### Provided material

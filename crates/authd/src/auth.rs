//! Credential verification and request authentication
//!
//! Two halves: the credential verifier (username/password checks against the
//! configured accounts), and the Authorization header processing shared by
//! the access-controlled endpoints (Basic and Bearer).

use axum::http::HeaderMap;
use base64::Engine;
use base64::engine::general_purpose::STANDARD;
use subtle::ConstantTimeEq;

use crate::config::UserAccount;
use crate::tokens::{TokenKind, TokenStore};

/// Challenge sent with 401 responses
pub const WWW_AUTHENTICATE: &str = "Bearer realm=\"authd\", Basic realm=\"authd\"";

/// A verified user identity
#[derive(Debug, Clone, PartialEq, Eq)]
pub struct Identity {
    pub username: String,
    /// None when the username has no configured account (test-password logins)
    pub uid: Option<u32>,
    pub gid: Option<u32>,
}

/// How a request authenticated
#[derive(Debug, Clone, Copy, PartialEq, Eq)]
pub enum AuthScheme {
    Basic,
    Bearer,
}

/// The authenticated caller of a request
///
/// Recomputed from the Authorization header on every request; never stored.
#[derive(Debug, Clone)]
pub struct AuthenticatedPrincipal {
    pub identity: Identity,
    pub groups: Vec<String>,
    pub scheme: AuthScheme,
}

/// Validates username/password pairs against the configured account list
///
/// Stands in for a platform account backend: accounts, uids/gids, and group
/// names all come from configuration. An optional test password
/// authenticates any username.
#[derive(Debug, Default)]
pub struct CredentialVerifier {
    accounts: Vec<UserAccount>,
    test_password: Option<String>,
}

impl CredentialVerifier {
    pub fn new(accounts: Vec<UserAccount>, test_password: Option<String>) -> Self {
        Self {
            accounts,
            test_password,
        }
    }

    /// Validate a username/password pair
    pub fn verify(&self, username: &str, password: &str) -> Option<Identity> {
        let account = self.lookup(username);

        let password_ok = account
            .map(|account| constant_time_eq(&account.password, password))
            .unwrap_or(false)
            || self
                .test_password
                .as_deref()
                .map(|test| constant_time_eq(test, password))
                .unwrap_or(false);
        if !password_ok {
            return None;
        }

        Some(match account {
            Some(account) => Identity {
                username: account.username.clone(),
                uid: Some(account.uid),
                gid: Some(account.gid),
            },
            None => Identity {
                username: username.to_string(),
                uid: None,
                gid: None,
            },
        })
    }

    /// Group names for a username; unknown users have none
    pub fn groups_of(&self, username: &str) -> Vec<String> {
        self.lookup(username)
            .map(|account| account.groups.clone())
            .unwrap_or_default()
    }

    pub fn in_group(&self, username: &str, group: &str) -> bool {
        self.lookup(username)
            .is_some_and(|account| account.groups.iter().any(|g| g == group))
    }

    fn lookup(&self, username: &str) -> Option<&UserAccount> {
        self.accounts
            .iter()
            .find(|account| account.username == username)
    }
}

fn constant_time_eq(a: &str, b: &str) -> bool {
    a.as_bytes().ct_eq(b.as_bytes()).into()
}

/// Process the Authorization header into an authenticated principal
///
/// Returns None for absent, malformed, or failing credentials; the caller
/// decides whether that is a 401.
pub fn authenticate_request(
    verifier: &CredentialVerifier,
    tokens: &TokenStore,
    headers: &HeaderMap,
) -> Option<AuthenticatedPrincipal> {
    let authorization = match headers.get("authorization") {
        Some(value) => match value.to_str() {
            Ok(value) => value,
            Err(_) => {
                tracing::debug!("Invalid Authorization header encoding");
                return None;
            }
        },
        None => return None,
    };

    if let Some(encoded) = authorization.strip_prefix("Basic ") {
        authenticate_basic(verifier, encoded.trim())
    } else if let Some(token) = authorization.strip_prefix("Bearer ") {
        authenticate_bearer(verifier, tokens, token.trim())
    } else {
        tracing::debug!("Unsupported Authorization scheme");
        None
    }
}

fn authenticate_basic(
    verifier: &CredentialVerifier,
    encoded: &str,
) -> Option<AuthenticatedPrincipal> {
    let Ok(decoded) = STANDARD.decode(encoded) else {
        tracing::warn!("Bad Basic Authorization value");
        return None;
    };
    let Ok(decoded) = String::from_utf8(decoded) else {
        tracing::warn!("Bad Basic Authorization value");
        return None;
    };
    let Some((username, password)) = decoded.split_once(':') else {
        tracing::warn!("Bad Basic Authorization value");
        return None;
    };

    match verifier.verify(username, password) {
        Some(identity) => {
            tracing::info!("Authenticated as \"{}\" using Basic", identity.username);
            let groups = verifier.groups_of(&identity.username);
            Some(AuthenticatedPrincipal {
                identity,
                groups,
                scheme: AuthScheme::Basic,
            })
        }
        None => {
            tracing::info!("Basic authentication of \"{}\" failed", username);
            None
        }
    }
}

fn authenticate_bearer(
    verifier: &CredentialVerifier,
    tokens: &TokenStore,
    value: &str,
) -> Option<AuthenticatedPrincipal> {
    // An expired token was already evicted by find
    let Some(token) = tokens.find(value) else {
        tracing::debug!("Unknown or expired Bearer token");
        return None;
    };

    if token.kind != TokenKind::Access {
        // Grants and renewals are not bearer credentials
        tracing::warn!("Bearer token is of the wrong kind, removing it");
        tokens.remove(value);
        return None;
    }

    tracing::info!("Authenticated as \"{}\" using Bearer", token.user.username);
    let groups = verifier.groups_of(&token.user.username);
    Some(AuthenticatedPrincipal {
        identity: token.user,
        groups,
        scheme: AuthScheme::Bearer,
    })
}

#[cfg(test)]
mod tests {
    use super::*;

    fn account(username: &str, password: &str, groups: &[&str]) -> UserAccount {
        UserAccount {
            username: username.to_string(),
            password: password.to_string(),
            uid: 1000,
            gid: 1000,
            groups: groups.iter().map(|g| g.to_string()).collect(),
        }
    }

    fn verifier() -> CredentialVerifier {
        CredentialVerifier::new(
            vec![
                account("mike", "letmein", &["staff", "admins"]),
                account("sam", "hunter2", &["staff"]),
            ],
            None,
        )
    }

    fn basic_header(credentials: &str) -> HeaderMap {
        let mut headers = HeaderMap::new();
        headers.insert(
            "authorization",
            format!("Basic {}", STANDARD.encode(credentials))
                .parse()
                .unwrap(),
        );
        headers
    }

    fn bearer_header(token: &str) -> HeaderMap {
        let mut headers = HeaderMap::new();
        headers.insert(
            "authorization",
            format!("Bearer {}", token).parse().unwrap(),
        );
        headers
    }

    #[test]
    fn verify_accepts_correct_password() {
        let identity = verifier().verify("mike", "letmein").unwrap();
        assert_eq!(identity.username, "mike");
        assert_eq!(identity.uid, Some(1000));
    }

    #[test]
    fn verify_rejects_wrong_password_and_unknown_user() {
        let verifier = verifier();
        assert!(verifier.verify("mike", "wrong").is_none());
        assert!(verifier.verify("nobody", "letmein").is_none());
    }

    #[test]
    fn test_password_authenticates_any_username() {
        let verifier = CredentialVerifier::new(
            vec![account("mike", "letmein", &["staff"])],
            Some("secret-test".to_string()),
        );

        let unknown = verifier.verify("visitor", "secret-test").unwrap();
        assert_eq!(unknown.username, "visitor");
        assert!(unknown.uid.is_none());

        // A configured account keeps its uid even via the test password
        let known = verifier.verify("mike", "secret-test").unwrap();
        assert_eq!(known.uid, Some(1000));
    }

    #[test]
    fn group_membership_checks() {
        let verifier = verifier();
        assert!(verifier.in_group("mike", "admins"));
        assert!(!verifier.in_group("sam", "admins"));
        assert!(!verifier.in_group("nobody", "admins"));
        assert_eq!(verifier.groups_of("sam"), vec!["staff".to_string()]);
        assert!(verifier.groups_of("nobody").is_empty());
    }

    #[test]
    fn basic_authentication_produces_principal() {
        let verifier = verifier();
        let tokens = TokenStore::new("secret".to_string(), 300, 604800);

        let principal =
            authenticate_request(&verifier, &tokens, &basic_header("mike:letmein")).unwrap();
        assert_eq!(principal.identity.username, "mike");
        assert_eq!(principal.scheme, AuthScheme::Basic);
        assert!(principal.groups.contains(&"admins".to_string()));
    }

    #[test]
    fn malformed_basic_values_are_rejected() {
        let verifier = verifier();
        let tokens = TokenStore::new("secret".to_string(), 300, 604800);

        let mut headers = HeaderMap::new();
        headers.insert("authorization", "Basic not!base64".parse().unwrap());
        assert!(authenticate_request(&verifier, &tokens, &headers).is_none());

        // Valid base64 but no colon separator
        let no_colon = basic_header("mikeletmein");
        assert!(authenticate_request(&verifier, &tokens, &no_colon).is_none());

        assert!(
            authenticate_request(&verifier, &tokens, &basic_header("mike:wrong")).is_none()
        );
    }

    #[test]
    fn bearer_authentication_uses_the_token_store() {
        let verifier = verifier();
        let tokens = TokenStore::new("secret".to_string(), 300, 604800);
        let identity = verifier.verify("mike", "letmein").unwrap();
        let value = tokens
            .create(TokenKind::Access, None, identity, "private")
            .unwrap();

        let principal =
            authenticate_request(&verifier, &tokens, &bearer_header(&value)).unwrap();
        assert_eq!(principal.identity.username, "mike");
        assert_eq!(principal.scheme, AuthScheme::Bearer);

        assert!(
            authenticate_request(&verifier, &tokens, &bearer_header("no-such-token")).is_none()
        );
    }

    #[test]
    fn grant_token_cannot_authenticate_and_is_removed() {
        let verifier = verifier();
        let tokens = TokenStore::new("secret".to_string(), 300, 604800);
        let identity = verifier.verify("mike", "letmein").unwrap();
        let value = tokens
            .create(TokenKind::Grant, None, identity, "private")
            .unwrap();

        assert!(authenticate_request(&verifier, &tokens, &bearer_header(&value)).is_none());
        assert!(tokens.find(&value).is_none(), "wrong-kind token should be removed");
    }

    #[test]
    fn expired_bearer_token_is_unauthenticated() {
        let verifier = verifier();
        let tokens = TokenStore::new("secret".to_string(), 300, 0);
        let identity = verifier.verify("mike", "letmein").unwrap();
        let value = tokens
            .create(TokenKind::Access, None, identity, "private")
            .unwrap();

        assert!(authenticate_request(&verifier, &tokens, &bearer_header(&value)).is_none());
        assert_eq!(tokens.len(), 0, "expired bearer should be evicted");
    }

    #[test]
    fn missing_header_and_unsupported_scheme() {
        let verifier = verifier();
        let tokens = TokenStore::new("secret".to_string(), 300, 604800);

        assert!(authenticate_request(&verifier, &tokens, &HeaderMap::new()).is_none());

        let mut headers = HeaderMap::new();
        headers.insert("authorization", "Digest abc".parse().unwrap());
        assert!(authenticate_request(&verifier, &tokens, &headers).is_none());
    }
}
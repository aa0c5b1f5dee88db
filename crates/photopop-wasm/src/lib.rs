//! PhotoPop WASM - WebAssembly bindings for PhotoPop
//!
//! This crate exposes the photopop-core pipeline to JavaScript/TypeScript
//! applications running in a browser.
//!
//! # Module Structure
//!
//! - `photopop` - The `JsPhotoPop` editor: base image, configuration, draw
//! - `histogram` - Histogram bindings for rendered or raw RGBA pixels
//! - `types` - WASM-compatible wrapper types for surfaces
//! - `log` - Debug output to the browser console
//!
//! # Usage
//!
//! ```typescript
//! import init, { JsPhotoPop } from '@photopop/wasm';
//!
//! await init();
//!
//! const editor = new JsPhotoPop({ exposure: 25, contrast: 25, scale: 0.5 });
//! editor.with_img(imageData.width, imageData.height, imageData.data);
//! editor.draw({ rotate: 90 });
//!
//! const out = new ImageData(editor.image_data(), editor.width, editor.height);
//! ctx.putImageData(out, 0, 0);
//! ```

use wasm_bindgen::prelude::*;

mod histogram;
mod log;
mod photopop;
mod types;

pub use histogram::{compute_histogram, surface_histogram, JsHistogram};
pub use photopop::JsPhotoPop;
pub use types::JsSurface;

/// Initialize the WASM module (called automatically on load)
#[wasm_bindgen(start)]
pub fn init() {
    log::debug(&format!("photopop-wasm {} loaded", version()));
}

/// Get the version of the WASM module
#[wasm_bindgen]
pub fn version() -> String {
    env!("CARGO_PKG_VERSION").to_string()
}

### Goal of the exercise
Repeat, word for word, the lines above between the line holding "that is a 401." and the line holding "if let Some(encoded)", inclusive; omit everything else.

### Exercise output
/// decides whether that is a 401.
pub fn authenticate_request(
    verifier: &CredentialVerifier,
    tokens: &TokenStore,
    headers: &HeaderMap,
) -> Option<AuthenticatedPrincipal> {
    let authorization = match headers.get("authorization") {
        Some(value) => match value.to_str() {
            Ok(value) => value,
            Err(_) => {
                tracing::debug!("Invalid Authorization header encoding");
                return None;
            }
        },
        None => return None,
    };

    if let Some(encoded) = authorization.strip_prefix("Basic ") {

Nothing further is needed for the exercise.